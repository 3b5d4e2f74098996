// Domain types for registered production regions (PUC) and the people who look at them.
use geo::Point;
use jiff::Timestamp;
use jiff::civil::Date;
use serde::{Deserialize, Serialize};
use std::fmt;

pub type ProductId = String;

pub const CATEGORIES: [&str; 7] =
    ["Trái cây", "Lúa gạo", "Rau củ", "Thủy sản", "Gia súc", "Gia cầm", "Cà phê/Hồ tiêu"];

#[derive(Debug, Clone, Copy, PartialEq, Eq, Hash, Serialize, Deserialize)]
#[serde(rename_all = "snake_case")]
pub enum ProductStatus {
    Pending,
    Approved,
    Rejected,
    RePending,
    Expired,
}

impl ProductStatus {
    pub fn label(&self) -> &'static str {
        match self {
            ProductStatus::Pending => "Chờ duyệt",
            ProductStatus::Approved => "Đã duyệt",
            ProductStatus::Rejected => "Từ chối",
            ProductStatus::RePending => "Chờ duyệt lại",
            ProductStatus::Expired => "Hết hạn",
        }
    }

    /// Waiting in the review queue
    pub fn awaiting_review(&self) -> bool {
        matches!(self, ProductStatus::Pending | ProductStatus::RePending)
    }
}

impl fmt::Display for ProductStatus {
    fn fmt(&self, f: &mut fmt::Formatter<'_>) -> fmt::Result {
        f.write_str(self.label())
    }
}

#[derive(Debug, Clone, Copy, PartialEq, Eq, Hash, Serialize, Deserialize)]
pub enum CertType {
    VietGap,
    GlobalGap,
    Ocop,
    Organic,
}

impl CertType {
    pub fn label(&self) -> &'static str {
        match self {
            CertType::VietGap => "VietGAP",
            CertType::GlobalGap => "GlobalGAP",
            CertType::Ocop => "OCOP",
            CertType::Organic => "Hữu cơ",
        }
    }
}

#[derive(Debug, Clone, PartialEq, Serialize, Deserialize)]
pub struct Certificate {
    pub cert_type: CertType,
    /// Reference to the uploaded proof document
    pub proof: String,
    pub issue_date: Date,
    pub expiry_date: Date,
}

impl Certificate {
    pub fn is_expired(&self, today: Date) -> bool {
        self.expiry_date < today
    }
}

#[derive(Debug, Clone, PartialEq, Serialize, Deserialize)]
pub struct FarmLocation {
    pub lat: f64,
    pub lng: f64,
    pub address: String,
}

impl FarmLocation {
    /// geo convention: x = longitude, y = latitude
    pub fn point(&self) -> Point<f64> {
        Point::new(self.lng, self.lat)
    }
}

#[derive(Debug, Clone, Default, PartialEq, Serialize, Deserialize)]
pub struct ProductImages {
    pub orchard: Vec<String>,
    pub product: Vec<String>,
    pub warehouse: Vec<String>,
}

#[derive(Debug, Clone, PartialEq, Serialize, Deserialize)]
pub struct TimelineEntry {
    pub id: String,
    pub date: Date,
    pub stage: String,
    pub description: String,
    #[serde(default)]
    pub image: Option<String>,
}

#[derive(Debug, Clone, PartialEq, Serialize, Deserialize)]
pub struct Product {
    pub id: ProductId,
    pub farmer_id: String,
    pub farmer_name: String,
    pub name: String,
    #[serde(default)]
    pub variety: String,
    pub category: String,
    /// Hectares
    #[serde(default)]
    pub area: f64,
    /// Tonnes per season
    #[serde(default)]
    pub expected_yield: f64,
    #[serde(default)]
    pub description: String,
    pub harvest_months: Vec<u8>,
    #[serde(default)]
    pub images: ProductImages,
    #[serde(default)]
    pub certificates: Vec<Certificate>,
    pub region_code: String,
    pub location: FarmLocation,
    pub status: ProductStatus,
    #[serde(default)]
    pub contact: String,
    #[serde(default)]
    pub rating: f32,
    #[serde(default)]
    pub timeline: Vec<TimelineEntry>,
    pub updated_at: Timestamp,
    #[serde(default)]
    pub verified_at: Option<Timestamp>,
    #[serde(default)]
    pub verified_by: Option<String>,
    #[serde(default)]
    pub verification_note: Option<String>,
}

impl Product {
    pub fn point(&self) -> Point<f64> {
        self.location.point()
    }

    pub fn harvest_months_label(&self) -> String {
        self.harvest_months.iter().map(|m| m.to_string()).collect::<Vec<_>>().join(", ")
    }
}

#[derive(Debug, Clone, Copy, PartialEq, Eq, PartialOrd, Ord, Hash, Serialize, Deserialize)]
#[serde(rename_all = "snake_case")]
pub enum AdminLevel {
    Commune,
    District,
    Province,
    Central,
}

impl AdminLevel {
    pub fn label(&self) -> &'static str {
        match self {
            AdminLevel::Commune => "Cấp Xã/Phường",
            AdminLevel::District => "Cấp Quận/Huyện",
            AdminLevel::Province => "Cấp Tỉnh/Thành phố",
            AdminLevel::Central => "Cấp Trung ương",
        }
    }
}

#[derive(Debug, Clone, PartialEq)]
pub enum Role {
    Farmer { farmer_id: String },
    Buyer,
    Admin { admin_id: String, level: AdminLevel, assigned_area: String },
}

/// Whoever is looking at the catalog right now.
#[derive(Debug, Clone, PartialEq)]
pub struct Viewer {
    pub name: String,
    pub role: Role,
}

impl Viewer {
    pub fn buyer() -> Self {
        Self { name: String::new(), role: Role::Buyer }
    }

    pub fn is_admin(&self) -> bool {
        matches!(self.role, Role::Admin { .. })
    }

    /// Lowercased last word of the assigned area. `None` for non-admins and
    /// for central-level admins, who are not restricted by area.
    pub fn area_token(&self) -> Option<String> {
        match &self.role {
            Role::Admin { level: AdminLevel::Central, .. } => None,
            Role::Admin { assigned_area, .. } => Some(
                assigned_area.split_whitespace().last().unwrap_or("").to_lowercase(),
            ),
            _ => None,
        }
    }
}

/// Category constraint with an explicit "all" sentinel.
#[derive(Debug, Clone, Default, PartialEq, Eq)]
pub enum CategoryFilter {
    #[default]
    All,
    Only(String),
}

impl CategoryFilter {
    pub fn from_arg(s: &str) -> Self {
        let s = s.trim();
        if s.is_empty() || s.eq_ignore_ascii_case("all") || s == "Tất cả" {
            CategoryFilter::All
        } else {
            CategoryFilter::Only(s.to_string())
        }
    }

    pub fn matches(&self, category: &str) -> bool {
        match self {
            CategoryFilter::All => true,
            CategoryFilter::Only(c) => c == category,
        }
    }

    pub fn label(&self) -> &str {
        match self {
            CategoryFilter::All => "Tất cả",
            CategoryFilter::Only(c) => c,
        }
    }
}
...
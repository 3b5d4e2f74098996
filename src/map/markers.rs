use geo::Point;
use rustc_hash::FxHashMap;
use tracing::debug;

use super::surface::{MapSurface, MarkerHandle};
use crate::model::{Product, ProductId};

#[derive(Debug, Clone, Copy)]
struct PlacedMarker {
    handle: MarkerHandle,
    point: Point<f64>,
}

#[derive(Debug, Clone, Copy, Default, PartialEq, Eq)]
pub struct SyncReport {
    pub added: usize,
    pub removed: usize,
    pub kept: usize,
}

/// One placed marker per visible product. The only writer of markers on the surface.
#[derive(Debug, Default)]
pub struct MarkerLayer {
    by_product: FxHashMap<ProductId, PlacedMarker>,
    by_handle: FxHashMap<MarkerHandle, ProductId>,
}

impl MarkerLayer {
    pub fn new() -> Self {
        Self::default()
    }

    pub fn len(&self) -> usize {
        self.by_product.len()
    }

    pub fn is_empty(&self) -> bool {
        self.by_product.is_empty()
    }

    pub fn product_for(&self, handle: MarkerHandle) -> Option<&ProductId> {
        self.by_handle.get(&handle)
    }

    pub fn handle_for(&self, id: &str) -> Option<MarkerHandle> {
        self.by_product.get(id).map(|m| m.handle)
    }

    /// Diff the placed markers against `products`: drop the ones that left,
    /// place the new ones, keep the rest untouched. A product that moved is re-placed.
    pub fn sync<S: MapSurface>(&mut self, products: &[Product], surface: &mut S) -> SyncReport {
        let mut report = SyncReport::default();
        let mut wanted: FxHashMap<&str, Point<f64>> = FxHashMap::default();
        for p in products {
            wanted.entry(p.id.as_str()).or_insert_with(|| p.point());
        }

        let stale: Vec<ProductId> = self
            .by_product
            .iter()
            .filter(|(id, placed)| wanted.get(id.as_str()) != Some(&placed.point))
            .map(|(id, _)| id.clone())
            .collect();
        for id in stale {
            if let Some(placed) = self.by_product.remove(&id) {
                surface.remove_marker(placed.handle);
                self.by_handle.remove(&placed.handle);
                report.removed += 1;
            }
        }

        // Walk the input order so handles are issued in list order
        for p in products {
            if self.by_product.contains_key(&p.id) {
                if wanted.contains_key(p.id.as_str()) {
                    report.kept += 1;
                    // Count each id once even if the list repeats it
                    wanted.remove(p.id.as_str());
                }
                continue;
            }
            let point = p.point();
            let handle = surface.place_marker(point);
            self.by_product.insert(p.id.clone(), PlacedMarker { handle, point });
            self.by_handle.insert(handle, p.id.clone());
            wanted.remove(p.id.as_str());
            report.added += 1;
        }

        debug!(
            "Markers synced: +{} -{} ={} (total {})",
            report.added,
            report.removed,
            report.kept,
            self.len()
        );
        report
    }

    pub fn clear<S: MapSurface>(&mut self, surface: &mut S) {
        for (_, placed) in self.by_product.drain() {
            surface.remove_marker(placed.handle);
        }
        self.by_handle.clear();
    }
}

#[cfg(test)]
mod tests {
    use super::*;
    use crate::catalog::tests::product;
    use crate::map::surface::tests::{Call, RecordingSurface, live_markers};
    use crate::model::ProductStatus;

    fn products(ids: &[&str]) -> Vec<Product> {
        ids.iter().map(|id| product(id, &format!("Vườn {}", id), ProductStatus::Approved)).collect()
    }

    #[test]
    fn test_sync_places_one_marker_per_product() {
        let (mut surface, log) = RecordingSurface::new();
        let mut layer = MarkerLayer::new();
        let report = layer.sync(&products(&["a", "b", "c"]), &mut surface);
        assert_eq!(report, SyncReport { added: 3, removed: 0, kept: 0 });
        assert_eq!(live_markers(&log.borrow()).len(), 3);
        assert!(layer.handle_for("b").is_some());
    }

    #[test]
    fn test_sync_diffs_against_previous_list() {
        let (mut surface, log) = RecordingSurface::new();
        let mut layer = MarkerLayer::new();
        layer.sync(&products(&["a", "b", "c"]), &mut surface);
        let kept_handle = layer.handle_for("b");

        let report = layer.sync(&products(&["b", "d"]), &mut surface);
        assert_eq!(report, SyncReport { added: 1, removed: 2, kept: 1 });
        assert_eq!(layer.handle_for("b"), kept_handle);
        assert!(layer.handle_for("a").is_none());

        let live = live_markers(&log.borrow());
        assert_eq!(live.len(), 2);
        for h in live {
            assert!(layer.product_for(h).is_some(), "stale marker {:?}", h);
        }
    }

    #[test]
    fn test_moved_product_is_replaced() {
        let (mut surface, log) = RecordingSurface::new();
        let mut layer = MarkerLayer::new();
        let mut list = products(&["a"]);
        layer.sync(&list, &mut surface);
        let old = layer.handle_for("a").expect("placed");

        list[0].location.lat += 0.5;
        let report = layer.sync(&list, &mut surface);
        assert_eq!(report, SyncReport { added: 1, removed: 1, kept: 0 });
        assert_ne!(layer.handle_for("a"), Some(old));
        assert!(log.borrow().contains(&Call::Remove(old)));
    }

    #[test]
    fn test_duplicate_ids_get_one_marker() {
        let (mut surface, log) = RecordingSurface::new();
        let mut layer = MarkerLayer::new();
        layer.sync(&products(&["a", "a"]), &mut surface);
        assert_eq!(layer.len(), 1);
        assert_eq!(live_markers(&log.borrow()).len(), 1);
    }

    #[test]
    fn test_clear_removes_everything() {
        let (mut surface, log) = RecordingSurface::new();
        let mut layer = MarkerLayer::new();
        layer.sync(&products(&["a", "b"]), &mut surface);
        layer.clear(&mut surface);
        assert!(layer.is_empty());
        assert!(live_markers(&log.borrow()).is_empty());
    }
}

ABOUT THIS EXERCISE: Across the entries above, how many lines include the word "MapSurface"? Give only the number.

EXERCISE ANSWER: 3